Tiresias: Si es verdad que todo proviene de ellos, debes creerlo.
Edipo: ¿Tú qué opinas?
Tiresias: Que de los dioses se habla demasiado. Estar ciego no es desgracia distinta a estar vivo. Siempre he visto las desventuras ocurrir en el momento en que tenían que ocurrir.
Edipo: ¿Y qué hacen, pues, los dioses?
Tiresias: El mundo es más viejo que ellos. Ya llenaba el espacio y sangraba, gozaba, era el único dios, cuando el tiempo aún no había nacido. Las cosas mismas reinaban, entonces. Sucedían cosas. Ahora, gracias a los dioses, todo se ha vuelto palabras, ilusión, amenaza. Pero los dioses pueden molestar, acercar o alejar las cosas; no tocarlas ni cambiarlas. Llegaron demasiado tarde.
Edipo: ¿Y justamente tú, un sacerdote, dices eso?
Tiresias: Si no supiera al menos eso, no sería sacerdote. Toma un muchacho que se baña en el Asopo, una mañana de verano. El muchacho sale del agua, vuelve al agua, feliz; se sumerge una y otra vez. Se siente mal y se ahoga. ¿Qué tienen que ver los dioses? ¿Habrá que atribuirles su muerte o en cambio el placer que gozó? Ni lo uno ni lo otro. Ha ocurrido algo, que no es ni bueno ni malo, algo que no tiene hombre; después le darán un nombre los dioses.
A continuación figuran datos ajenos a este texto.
//! Anthropic Messages API client used as the screener's scoring backend.
//!
//! One request per screening. Rate-limit and server errors are retried here
//! with a short backoff; the caller bounds the total wait.
use std::time::Duration;

use reqwest::{Client, StatusCode};
use serde::{Deserialize, Serialize};
use thiserror::Error;
use tracing::{debug, warn};

pub mod prompts;

const MESSAGES_URL: &str = "https://api.anthropic.com/v1/messages";
const API_VERSION: &str = "2023-06-01";
/// Model that scores every batch. Prompts are tuned against it.
pub const MODEL: &str = "claude-sonnet-4-5";
/// Room for one JSON record per candidate in a large batch.
const MAX_TOKENS: u32 = 8192;
const MAX_ATTEMPTS: u32 = 3;
const CONNECT_TIMEOUT: Duration = Duration::from_secs(10);

#[derive(Debug, Error)]
pub enum LlmError {
    #[error("HTTP error: {0}")]
    Http(#[from] reqwest::Error),

    #[error("API error (status {status}): {message}")]
    Api { status: u16, message: String },

    #[error("JSON parse error: {0}")]
    Parse(#[from] serde_json::Error),

    #[error("Rate limited after {retries} retries")]
    RateLimited { retries: u32 },
}

// ────────────────────────────────────────────────────────────────────────────
// Wire types
// ────────────────────────────────────────────────────────────────────────────

#[derive(Debug, Serialize)]
struct MessagesRequest<'a> {
    model: &'a str,
    max_tokens: u32,
    system: &'a str,
    messages: [Message<'a>; 1],
}

#[derive(Debug, Serialize)]
struct Message<'a> {
    role: &'a str,
    content: &'a str,
}

/// A successful Messages API reply.
#[derive(Debug, Deserialize)]
pub struct LlmResponse {
    pub content: Vec<ContentBlock>,
    #[serde(default)]
    pub stop_reason: Option<String>,
    pub usage: Usage,
}

#[derive(Debug, Deserialize)]
pub struct ContentBlock {
    #[serde(rename = "type")]
    pub block_type: String,
    pub text: Option<String>,
}

#[derive(Debug, Deserialize)]
pub struct Usage {
    pub input_tokens: u32,
    pub output_tokens: u32,
}

impl LlmResponse {
    /// Text of the first `text` block, if any.
    pub fn text(&self) -> Option<&str> {
        self.content
            .iter()
            .find(|b| b.block_type == "text")
            .and_then(|b| b.text.as_deref())
    }

    /// True when generation stopped at the token limit; the reply is cut short.
    pub fn is_truncated(&self) -> bool {
        self.stop_reason.as_deref() == Some("max_tokens")
    }
}

#[derive(Debug, Deserialize)]
struct ErrorEnvelope {
    error: ErrorDetail,
}

#[derive(Debug, Deserialize)]
struct ErrorDetail {
    message: String,
}

// ────────────────────────────────────────────────────────────────────────────
// Client
// ────────────────────────────────────────────────────────────────────────────

/// Holds no overall request timeout: the screening pipeline wraps each call
/// in its own deadline and drops the future, and its connection, on expiry.
#[derive(Clone)]
pub struct LlmClient {
    client: Client,
    api_key: String,
}

impl LlmClient {
    pub fn new(api_key: String) -> Result<Self, LlmError> {
        Ok(Self {
            client: Client::builder().connect_timeout(CONNECT_TIMEOUT).build()?,
            api_key,
        })
    }

    /// Sends one user message under `system` and returns the parsed reply.
    pub async fn send_message(&self, prompt: &str, system: &str) -> Result<LlmResponse, LlmError> {
        let request = MessagesRequest {
            model: MODEL,
            max_tokens: MAX_TOKENS,
            system,
            messages: [Message {
                role: "user",
                content: prompt,
            }],
        };

        let mut last_error = None;
        for attempt in 0..MAX_ATTEMPTS {
            if attempt > 0 {
                let delay = retry_delay(attempt);
                warn!(
                    "Scoring request attempt {attempt} failed, retrying in {}ms",
                    delay.as_millis()
                );
                tokio::time::sleep(delay).await;
            }

            let response = match self
                .client
                .post(MESSAGES_URL)
                .header("x-api-key", &self.api_key)
                .header("anthropic-version", API_VERSION)
                .json(&request)
                .send()
                .await
            {
                Ok(response) => response,
                Err(e) => {
                    last_error = Some(LlmError::Http(e));
                    continue;
                }
            };

            let status = response.status();
            let body = response.text().await?;

            if is_retryable(status) {
                warn!("Messages API returned {status}: {body}");
                last_error = Some(LlmError::Api {
                    status: status.as_u16(),
                    message: body,
                });
                continue;
            }
            if !status.is_success() {
                return Err(LlmError::Api {
                    status: status.as_u16(),
                    message: api_error_message(body),
                });
            }

            let reply: LlmResponse = serde_json::from_str(&body)?;
            debug!(
                "Scoring reply received: input_tokens={} output_tokens={}",
                reply.usage.input_tokens, reply.usage.output_tokens
            );
            if reply.is_truncated() {
                warn!("Scoring reply hit max_tokens={MAX_TOKENS}; trailing records may be cut off");
            }
            return Ok(reply);
        }

        Err(last_error.unwrap_or(LlmError::RateLimited {
            retries: MAX_ATTEMPTS,
        }))
    }
}

/// 1s before the second attempt, 2s before the third.
fn retry_delay(attempt: u32) -> Duration {
    Duration::from_secs(1 << attempt.saturating_sub(1))
}

fn is_retryable(status: StatusCode) -> bool {
    status == StatusCode::TOO_MANY_REQUESTS || status.is_server_error()
}

/// Pulls `error.message` out of an API error body; falls back to the raw body.
fn api_error_message(body: String) -> String {
    serde_json::from_str::<ErrorEnvelope>(&body)
        .map(|e| e.error.message)
        .unwrap_or(body)
}

#[cfg(test)]
mod tests {
    use super::*;

    #[test]
    fn test_response_text_picks_first_text_block() {
        let response: LlmResponse = serde_json::from_str(
            r#"{
                "content": [
                    {"type": "thinking", "text": null},
                    {"type": "text", "text": "[{\"resume_number\": 1}]"}
                ],
                "stop_reason": "end_turn",
                "usage": {"input_tokens": 120, "output_tokens": 40}
            }"#,
        )
        .unwrap();
        assert_eq!(response.text(), Some("[{\"resume_number\": 1}]"));
        assert!(!response.is_truncated());
    }

    #[test]
    fn test_response_without_text_block() {
        let response: LlmResponse = serde_json::from_str(
            r#"{"content": [], "usage": {"input_tokens": 1, "output_tokens": 0}}"#,
        )
        .unwrap();
        assert_eq!(response.text(), None);
        assert!(response.stop_reason.is_none());
    }

    #[test]
    fn test_max_tokens_stop_reason_is_truncated() {
        let response: LlmResponse = serde_json::from_str(
            r#"{"content": [{"type": "text", "text": "[{"}], "stop_reason": "max_tokens",
                "usage": {"input_tokens": 1, "output_tokens": 8192}}"#,
        )
        .unwrap();
        assert!(response.is_truncated());
    }

    #[test]
    fn test_retry_policy() {
        assert!(is_retryable(StatusCode::TOO_MANY_REQUESTS));
        assert!(is_retryable(StatusCode::from_u16(529).unwrap()));
        assert!(!is_retryable(StatusCode::BAD_REQUEST));
        assert_eq!(retry_delay(1), Duration::from_secs(1));
        assert_eq!(retry_delay(2), Duration::from_secs(2));
    }

    #[test]
    fn test_api_error_message_prefers_error_field() {
        let body = r#"{"type":"error","error":{"type":"invalid_request_error","message":"prompt is too long"}}"#;
        assert_eq!(api_error_message(body.to_string()), "prompt is too long");
        assert_eq!(api_error_message("bad gateway".to_string()), "bad gateway");
    }
}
Edipo: Y nombrar, explicar las cosas, ¿te parece poco, Tiresias?
Tiresias: Eres joven, Edipo, y al igual que los dioses, que son jóvenes, aclaras tú mismo las cosas y las nombras. No sabes todavía que bajo la tierra hay roca y que el ciclo más azul es el más vacío. Para quien es ciego como yo, todas las cosas son un tropiezo, nada más.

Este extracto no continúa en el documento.